Percevoir sa pension de retraite est un souffre-douleur pour les retraités de Thiès. Chaque mois, ce sont des va-et-vient incessants et des journées entières passées devant La Poste. La croix et la bannière pour recevoir une maigre pension de retraite. Le 8 de chaque mois, commence le calvaire de ces personnes âgées qui n’ont d’autre choix que de faire de La Poste leur lieu de convergence.
C’est donc à partir de 4 h du matin, bravant la fraicheur et la poussière du mois de décembre, que les retraités investissent le lieu. Ils y passent souvent la journée sans manger, ni boire, pour rentrer sans, vers 16 h, et faire face à la déception de toute une famille qui ne tient que grâce à cette pension. ‘’Cela fait une semaine que je fais des va-et-vient entre ma maison et la Postefinances. Je dépense 2 000 F CFA en transport tous les jours ! C’est dur ! Je suis père de famille et je n’ai que ma pension de retraite pour entretenir ma famille’’, confie ce vieil homme trouvé à l’Agence de La Poste du rond-point Nguinth.
Septuagénaire, teint noir, il est habillé en boubou vert et bonnet blanc. Les lunettes bien visées et le masque n’arrivent pas à cacher la tristesse sur son regard. A l’agence de La Poste, les retraités sont entassés dans une sorte de véranda très vétuste. Une ambiance morose sur place, silence totale, juste une longue attente sans explications claires. Certains s’occupent en égrenant leur chapelet, la tête baissée.
Cette dame de plus de 70 ans, enveloppée dans un foulard jaune, fait les cent pas. Elle ne peut pas s’assoir longtemps ; ses pieds lui font mal. ‘’Je ne peux ni m’assoir ni rester debout longtemps ; mes pieds ne tiennent plus. Je n’ai ni mangé ni bu depuis ce matin. Ma famille m’attend, je n’ai rien laissé à la maison. Voyez l’heure qu’il est et pourtant, la marmite n’est pas encore sur le feu, chez moi. Cette pension, c’est le fruit du travail de mon mari décédé. Je ne compte que sur ça. Je n’ai pas mangé depuis ce matin’’, a-t-elle répété.
Abdoulaye Frank Guèye, lui, n’a que la peau sur les os. Son blouson bleu foncé flotte, des cheveux blancs qui cachent mal une calvitie avancée. Il ne sait pas ce que c’est une retraite dorée. ’’Toute notre vie, nous avons travaillé sans relâche. Maintenant, nous sommes à la retraite. Cet argent, nous l’avons durement gagné et maintenant, nous souffrons pour percevoir. A chaque fois, on nous sort les mêmes histoires de panne, de problèmes de connexion qui n’ont ni tête ni queue’’, a-t-il déploré. ‘’Nous sommes le 21 aujourd’hui et nous n’avons toujours pas reçu nos pensions. Et vous savez que les besoins n’attendent pas. Il y a les factures d’eau et d’électricité à payer, la pension alimentaire à assurer. Comment allons-nous faire, si nous ne sommes pas payés à temps’’, a-t-il ajouté.

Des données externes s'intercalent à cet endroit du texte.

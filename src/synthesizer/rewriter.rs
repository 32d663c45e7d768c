//! Fault-region lowering.
//!
//! A fault handler runs only on exceptional exit from its protected region.
//! Some code generators refuse fault clauses outright, so before synthesis
//! every fault-only region is rewritten into plain catch/finally form:
//!
//! ```text
//! try { BODY } fault { F }
//! ```
//!
//! becomes
//!
//! ```text
//! try {
//!     try { BODY } catch { failed = true; rethrow }
//! } finally {
//!     if failed { F }
//! }
//! ```
//!
//! The catch arm records the failure and rethrows, so the finally arm runs
//! the old fault body exactly when the region exited exceptionally. The
//! failure flag becomes a fresh boolean local, initialized at the front of
//! the stream.

use crate::assembly::{ExceptionBlock, ExceptionBlockType, Instruction, Label, LabelGen, Operand};
use crate::assembly::opcodes;
use crate::metadata::TypeSig;
use crate::Result;

/// Rewrite every fault region in `instructions` into catch/finally form,
/// appending one boolean flag local per region to `locals`.
///
/// # Errors
/// Returns [`crate::Error::Malformed`] when a fault marker is not enclosed
/// by a properly paired begin/end region.
pub fn rewrite_fault_blocks(
    instructions: &mut Vec<Instruction>,
    locals: &mut Vec<TypeSig>,
    labels: &mut LabelGen,
) -> Result<()> {
    loop {
        let Some(fault) = instructions.iter().position(|instr| {
            instr
                .blocks
                .iter()
                .any(|b| b.block_type == ExceptionBlockType::BeginFaultBlock)
        }) else {
            return Ok(());
        };

        let Some(begin) = enclosing_begin(instructions, fault) else {
            return Err(malformed_error!(
                "Fault handler at stream index {} has no enclosing protected region",
                fault
            ));
        };
        let Some(end) = enclosing_end(instructions, fault) else {
            return Err(malformed_error!(
                "Fault handler at stream index {} has no region end",
                fault
            ));
        };

        #[allow(clippy::cast_possible_truncation)]
        let flag = locals.len() as u16;
        locals.push(TypeSig::Boolean);

        rewrite_one(instructions, labels, flag, fault, begin, end);
    }
}

fn rewrite_one(
    instructions: &mut Vec<Instruction>,
    labels: &mut LabelGen,
    flag: u16,
    fault: usize,
    begin: usize,
    end: usize,
) {
    // The outer region must open before the inner one on the same
    // instruction; insert its begin marker ahead of the existing one.
    let begin_pos = instructions[begin]
        .blocks
        .iter()
        .position(|b| b.block_type == ExceptionBlockType::BeginExceptionBlock)
        .unwrap_or(0);
    instructions[begin].blocks.insert(
        begin_pos,
        ExceptionBlock::new(ExceptionBlockType::BeginExceptionBlock),
    );

    // The fault marker itself disappears; the old fault body becomes the
    // guarded tail of the outer finally.
    instructions[fault]
        .blocks
        .retain(|b| b.block_type != ExceptionBlockType::BeginFaultBlock);

    let done: Label = labels.fresh();
    instructions[end].attach_label(done);

    // catch { failed = true; rethrow } closing the inner region, then the
    // outer finally opening with the flag check.
    let mut record = Instruction::ldc_i4(1);
    record.attach_block(ExceptionBlock::catch(None));

    let mut rethrow = Instruction::new(opcodes::FE_PREFIX, opcodes::FE_RETHROW, Operand::None)
        .unwrap_or_else(|_| Instruction::nop());
    rethrow.attach_block(ExceptionBlock::new(ExceptionBlockType::EndExceptionBlock));

    let mut check = Instruction::load_local(flag);
    check.attach_block(ExceptionBlock::new(ExceptionBlockType::BeginFinallyBlock));

    instructions.splice(
        fault..fault,
        [
            record,
            Instruction::store_local(flag),
            rethrow,
            check,
            Instruction::branch(opcodes::BRFALSE, done),
        ],
    );

    // Flag initialization sits ahead of everything, outside any region.
    instructions.splice(
        0..0,
        [Instruction::ldc_i4(0), Instruction::store_local(flag)],
    );
}

/// Backward scan from a handler marker to the begin of its enclosing region.
/// Complete inner regions pass as balanced end/begin pairs.
fn enclosing_begin(instructions: &[Instruction], from: usize) -> Option<usize> {
    let mut depth = 0i32;

    for index in (0..=from).rev() {
        for block in instructions[index].blocks.iter().rev() {
            if block.block_type == ExceptionBlockType::EndExceptionBlock {
                depth += 1;
            } else if block.block_type == ExceptionBlockType::BeginExceptionBlock {
                if depth == 0 {
                    return Some(index);
                }
                depth -= 1;
            }
        }
    }

    None
}

/// Forward dual of [`enclosing_begin`].
fn enclosing_end(instructions: &[Instruction], from: usize) -> Option<usize> {
    let mut depth = 0i32;

    for (index, instr) in instructions.iter().enumerate().skip(from) {
        for block in &instr.blocks {
            if block.block_type == ExceptionBlockType::BeginExceptionBlock {
                depth += 1;
            } else if block.block_type == ExceptionBlockType::EndExceptionBlock {
                if depth == 0 {
                    return Some(index);
                }
                depth -= 1;
            }
        }
    }

    None
}

#[cfg(test)]
mod tests {
    use super::*;
    use crate::assembly::encoder::encode_body;

    /// try { nop; leave done } fault { nop; endfinally } done: ret
    fn fault_region(labels: &mut LabelGen) -> Vec<Instruction> {
        let done = labels.fresh();

        let mut guarded = Instruction::nop();
        guarded.attach_block(ExceptionBlock::new(ExceptionBlockType::BeginExceptionBlock));

        let mut handler = Instruction::nop();
        handler.attach_block(ExceptionBlock::new(ExceptionBlockType::BeginFaultBlock));

        let mut endfinally = Instruction::op(opcodes::ENDFINALLY);
        endfinally.attach_block(ExceptionBlock::new(ExceptionBlockType::EndExceptionBlock));

        let mut ret = Instruction::op(opcodes::RET);
        ret.attach_label(done);

        vec![
            guarded,
            Instruction::branch(opcodes::LEAVE, done),
            handler,
            endfinally,
            ret,
        ]
    }

    fn block_types(instr: &Instruction) -> Vec<ExceptionBlockType> {
        instr.blocks.iter().map(|b| b.block_type).collect()
    }

    #[test]
    fn fault_becomes_catch_plus_finally() {
        let mut labels = LabelGen::new();
        let mut code = fault_region(&mut labels);
        let mut locals = vec![TypeSig::I4];

        rewrite_fault_blocks(&mut code, &mut locals, &mut labels).unwrap();

        assert_eq!(locals, vec![TypeSig::I4, TypeSig::Boolean]);

        // [init, init, try-head, leave, catch-record, store, rethrow,
        //  finally-check, brfalse, old-fault-nop, endfinally, ret]
        assert_eq!(code.len(), 12);
        assert_eq!(
            block_types(&code[2]),
            vec![
                ExceptionBlockType::BeginExceptionBlock,
                ExceptionBlockType::BeginExceptionBlock
            ]
        );
        assert_eq!(
            block_types(&code[4]),
            vec![ExceptionBlockType::BeginCatchBlock]
        );
        assert_eq!(
            block_types(&code[6]),
            vec![ExceptionBlockType::EndExceptionBlock]
        );
        assert_eq!(
            block_types(&code[7]),
            vec![ExceptionBlockType::BeginFinallyBlock]
        );
        assert_eq!(
            block_types(&code[10]),
            vec![ExceptionBlockType::EndExceptionBlock]
        );
        assert!(code
            .iter()
            .all(|i| !i.blocks.iter().any(|b| b.block_type == ExceptionBlockType::BeginFaultBlock)));

        // The flag local is the appended slot.
        assert_eq!(code[1].mnemonic, "stloc.1");
    }

    #[test]
    fn rewritten_region_still_encodes() {
        let mut labels = LabelGen::new();
        let mut code = fault_region(&mut labels);
        let mut locals = Vec::new();

        rewrite_fault_blocks(&mut code, &mut locals, &mut labels).unwrap();

        let body = encode_body(&mut code, locals, 2).unwrap();
        assert_eq!(body.exceptions.len(), 2);

        let fault_free = body.exceptions.iter().all(|clause| {
            !clause
                .flags
                .contains(crate::metadata::ExceptionClauseFlags::FAULT)
        });
        assert!(fault_free);

        let has_finally = body.exceptions.iter().any(|clause| {
            clause
                .flags
                .contains(crate::metadata::ExceptionClauseFlags::FINALLY)
        });
        assert!(has_finally);
    }

    #[test]
    fn stream_without_faults_is_untouched() {
        let mut labels = LabelGen::new();
        let mut code = vec![Instruction::nop(), Instruction::op(opcodes::RET)];
        let mut locals = Vec::new();

        rewrite_fault_blocks(&mut code, &mut locals, &mut labels).unwrap();
        assert_eq!(code.len(), 2);
        assert!(locals.is_empty());
    }

    #[test]
    fn orphan_fault_marker_is_malformed() {
        let mut labels = LabelGen::new();
        let mut orphan = Instruction::nop();
        orphan.attach_block(ExceptionBlock::new(ExceptionBlockType::BeginFaultBlock));
        let mut code = vec![orphan, Instruction::op(opcodes::RET)];
        let mut locals = Vec::new();

        assert!(rewrite_fault_blocks(&mut code, &mut locals, &mut labels).is_err());
    }
}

Hier mardi, les retraités étaient déterminés. Las d’attendre, ils ont entamé un mouvement d’humeur. Sur la route nationale, devant la grande agence de La Poste de Thiès, ils ont installé leurs chaises bleues, paralysant du coup la circulation.
Obligés de barrer la route pour entrer dans leurs fonds
‘’L’Ipres nous a notifié que le virement de nos pensions a été effectué depuis le début de la semaine dernière. Cela fait une semaine que nous venons ici sans percevoir et sans avoir des explications. Nous avons donc barré la route pour nous faire entendre’’, a dit Mamadou Ngom, cheminot à la retraite et porte-parole du jour du groupe.
Selon lui, seuls eux, pensionnaires de La Poste, n’ont pas perçu. Toutes les autres structures ont payé. Les raisons évoquées par les agents de La Poste sont récusées par les retraités. ‘’La Poste est en faillite ; ils n’ont qu’à l’avouer. On a tous suivi ses problèmes de détournement évoqués par la presse. Ils ont tout détourné, des milliards. Que l’Ipres arrête de virer notre argent à La Poste’’, a-t-il martelé. Depuis le 13 décembre, les pensions de moins de 100 mille sont payées par transfert Wave ou Orange Money. Mais pour ces derniers, la situation n’est pas entièrement réglée.
Leurs pensions du mois de novembre ont été virées à La Poste et ils n’ont toujours pas perçu. Cette dame retraitée, âgée de 65 ans, en fait partie. ‘’Moi, j’ai reçu le transfert Wave. Mais on m’a seulement envoyé la pension du mois de décembre, 32 000 F CFA. Quand j’ai demandé pour le mois de novembre, on m’a dit que c’est La Poste qui devra payer, car c’est déjà viré. Depuis, je viens à La Poste, mais toujours rien’’, a-t-elle confié. Un mouvement d’humeur qui a porté ses fruits, car le paiement des pensions a enfin démarré hier après-midi. ‘’Quand on a entamé notre mouvement d’humeur, ils ont automatiquement commencé à nous payer. Cela prouve qu’ils refusaient sciemment de nous payer. Nous sommes des personnes âgées et nous entretenons nos familles avec nos pensions. Mais nous souffrons pour percevoir notre argent’’, a expliqué Mamadou Ngom.
Ces retraités interpellent donc l’Etat et l’Ipres pour une meilleure prise en charge des paiements de leurs pensions de retraite. Tout sauf La Poste, ont-ils déclaré.